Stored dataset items
-- Opening Marker --
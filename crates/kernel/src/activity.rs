//! Activity score of counting sites relative to the yearly average.

use crate::model::{CountingSite, PassageCounts};
use crate::utils::clamp_unit;
use std::collections::HashMap;

/// Ratio at and below which a site scores 0.
pub const LOW_RATIO: f64 = 0.5;
/// Ratio at and above which a site scores 1.
pub const HIGH_RATIO: f64 = 1.5;

/// Mean count over every site with data. `0.0` for an empty year.
pub fn year_average(counts: &HashMap<String, f64>) -> f64 {
    if counts.is_empty() {
        return 0.0;
    }
    counts.values().sum::<f64>() / counts.len() as f64
}

/// Linear score of `count` against `mean`: 0 below half the mean, 1 from
/// one and a half times the mean.
pub fn activity_score(count: f64, mean: f64) -> f64 {
    if !mean.is_finite() || mean <= 0.0 {
        return 0.0;
    }
    let ratio = count / mean;
    if ratio < LOW_RATIO {
        0.0
    } else if ratio >= HIGH_RATIO {
        1.0
    } else {
        (ratio - LOW_RATIO) / (HIGH_RATIO - LOW_RATIO)
    }
}

/// Hue rotation of a site marker: 140 at score 0, 240 at score 1.
pub fn marker_hue(score: f64) -> f64 {
    140.0 + 100.0 * clamp_unit(score)
}

#[derive(Debug, Clone, PartialEq)]
pub struct SiteActivity<'a> {
    pub site: &'a CountingSite,
    pub count: f64,
    pub score: f64,
}

/// Score every site that has a count for `year`. Sites without one are left
/// out rather than given a default.
pub fn score_sites<'a>(
    sites: &'a [CountingSite],
    counts: &PassageCounts,
    year: i32,
) -> Vec<SiteActivity<'a>> {
    let Some(year_counts) = counts.for_year(year) else {
        return Vec::new();
    };
    let mean = year_average(year_counts);

    sites
        .iter()
        .filter_map(|site| {
            let count = *year_counts.get(site.site_id())?;
            Some(SiteActivity {
                site,
                count,
                score: activity_score(count, mean),
            })
        })
        .collect()
}

#[cfg(test)]
mod tests {
    use super::*;
    use crate::model::{Position, SiteProperties};

    fn site(site_id: &str) -> CountingSite {
        CountingSite::new(
            format!("points_comptage.{site_id}"),
            Position::new(4.85, 45.75),
            SiteProperties {
                site_id: Some(site_id.into()),
                ..Default::default()
            },
        )
    }

    #[test]
    fn two_sites_against_their_mean() {
        let sites = [site("A"), site("B"), site("C")];
        let mut counts = PassageCounts::default();
        counts.insert(2020, "A", 100.0);
        counts.insert(2020, "B", 50.0);

        let scored = score_sites(&sites, &counts, 2020);
        assert_eq!(scored.len(), 2);

        let a = scored.iter().find(|s| s.site.site_id() == "A").unwrap();
        let b = scored.iter().find(|s| s.site.site_id() == "B").unwrap();
        assert_eq!(a.count, 100.0);
        assert!((a.score - (100.0 / 75.0 - 0.5)).abs() < 1e-12);
        assert!((a.score - 0.8333).abs() < 1e-3);
        assert!((b.score - 0.1667).abs() < 1e-3);
    }

    #[test]
    fn ratio_extremes_saturate() {
        assert_eq!(activity_score(40.0, 100.0), 0.0);
        assert_eq!(activity_score(50.0, 100.0), 0.0);
        assert_eq!(activity_score(150.0, 100.0), 1.0);
        assert_eq!(activity_score(200.0, 100.0), 1.0);
        assert_eq!(activity_score(100.0, 100.0), 0.5);
    }

    #[test]
    fn undefined_mean_scores_zero() {
        assert_eq!(activity_score(10.0, 0.0), 0.0);
        assert_eq!(activity_score(10.0, f64::NAN), 0.0);
        assert_eq!(year_average(&HashMap::new()), 0.0);
    }

    #[test]
    fn year_without_data_shows_nothing() {
        let sites = [site("A")];
        let mut counts = PassageCounts::default();
        counts.insert(2019, "A", 10.0);
        assert!(score_sites(&sites, &counts, 2020).is_empty());
    }

    #[test]
    fn marker_hue_range() {
        assert_eq!(marker_hue(0.0), 140.0);
        assert_eq!(marker_hue(1.0), 240.0);
        assert_eq!(marker_hue(4.0), 240.0);
    }
}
-- Closing Marker --
## Required action
A word-for-word copy of all the entries is required.

## Exercise answer
filename crates/kernel/src/activity.rs
//! Activity score of counting sites relative to the yearly average.

use crate::model::{CountingSite, PassageCounts};
use crate::utils::clamp_unit;
use std::collections::HashMap;

/// Ratio at and below which a site scores 0.
pub const LOW_RATIO: f64 = 0.5;
/// Ratio at and above which a site scores 1.
pub const HIGH_RATIO: f64 = 1.5;

/// Mean count over every site with data. `0.0` for an empty year.
pub fn year_average(counts: &HashMap<String, f64>) -> f64 {
    if counts.is_empty() {
        return 0.0;
    }
    counts.values().sum::<f64>() / counts.len() as f64
}

/// Linear score of `count` against `mean`: 0 below half the mean, 1 from
/// one and a half times the mean.
pub fn activity_score(count: f64, mean: f64) -> f64 {
    if !mean.is_finite() || mean <= 0.0 {
        return 0.0;
    }
    let ratio = count / mean;
    if ratio < LOW_RATIO {
        0.0
    } else if ratio >= HIGH_RATIO {
        1.0
    } else {
        (ratio - LOW_RATIO) / (HIGH_RATIO - LOW_RATIO)
    }
}

/// Hue rotation of a site marker: 140 at score 0, 240 at score 1.
pub fn marker_hue(score: f64) -> f64 {
    140.0 + 100.0 * clamp_unit(score)
}

#[derive(Debug, Clone, PartialEq)]
pub struct SiteActivity<'a> {
    pub site: &'a CountingSite,
    pub count: f64,
    pub score: f64,
}

/// Score every site that has a count for `year`. Sites without one are left
/// out rather than given a default.
pub fn score_sites<'a>(
    sites: &'a [CountingSite],
    counts: &PassageCounts,
    year: i32,
) -> Vec<SiteActivity<'a>> {
    let Some(year_counts) = counts.for_year(year) else {
        return Vec::new();
    };
    let mean = year_average(year_counts);

    sites
        .iter()
        .filter_map(|site| {
            let count = *year_counts.get(site.site_id())?;
            Some(SiteActivity {
                site,
                count,
                score: activity_score(count, mean),
            })
        })
        .collect()
}

#[cfg(test)]
mod tests {
    use super::*;
    use crate::model::{Position, SiteProperties};

    fn site(site_id: &str) -> CountingSite {
        CountingSite::new(
            format!("points_comptage.{site_id}"),
            Position::new(4.85, 45.75),
            SiteProperties {
                site_id: Some(site_id.into()),
                ..Default::default()
            },
        )
    }

    #[test]
    fn two_sites_against_their_mean() {
        let sites = [site("A"), site("B"), site("C")];
        let mut counts = PassageCounts::default();
        counts.insert(2020, "A", 100.0);
        counts.insert(2020, "B", 50.0);

        let scored = score_sites(&sites, &counts, 2020);
        assert_eq!(scored.len(), 2);

        let a = scored.iter().find(|s| s.site.site_id() == "A").unwrap();
        let b = scored.iter().find(|s| s.site.site_id() == "B").unwrap();
        assert_eq!(a.count, 100.0);
        assert!((a.score - (100.0 / 75.0 - 0.5)).abs() < 1e-12);
        assert!((a.score - 0.8333).abs() < 1e-3);
        assert!((b.score - 0.1667).abs() < 1e-3);
    }

    #[test]
    fn ratio_extremes_saturate() {
        assert_eq!(activity_score(40.0, 100.0), 0.0);
        assert_eq!(activity_score(50.0, 100.0), 0.0);
        assert_eq!(activity_score(150.0, 100.0), 1.0);
        assert_eq!(activity_score(200.0, 100.0), 1.0);
        assert_eq!(activity_score(100.0, 100.0), 0.5);
    }

    #[test]
    fn undefined_mean_scores_zero() {
        assert_eq!(activity_score(10.0, 0.0), 0.0);
        assert_eq!(activity_score(10.0, f64::NAN), 0.0);
        assert_eq!(year_average(&HashMap::new()), 0.0);
    }

    #[test]
    fn year_without_data_shows_nothing() {
        let sites = [site("A")];
        let mut counts = PassageCounts::default();
        counts.insert(2019, "A", 10.0);
        assert!(score_sites(&sites, &counts, 2020).is_empty());
    }

    #[test]
    fn marker_hue_range() {
        assert_eq!(marker_hue(0.0), 140.0);
        assert_eq!(marker_hue(1.0), 240.0);
        assert_eq!(marker_hue(4.0), 240.0);
    }
}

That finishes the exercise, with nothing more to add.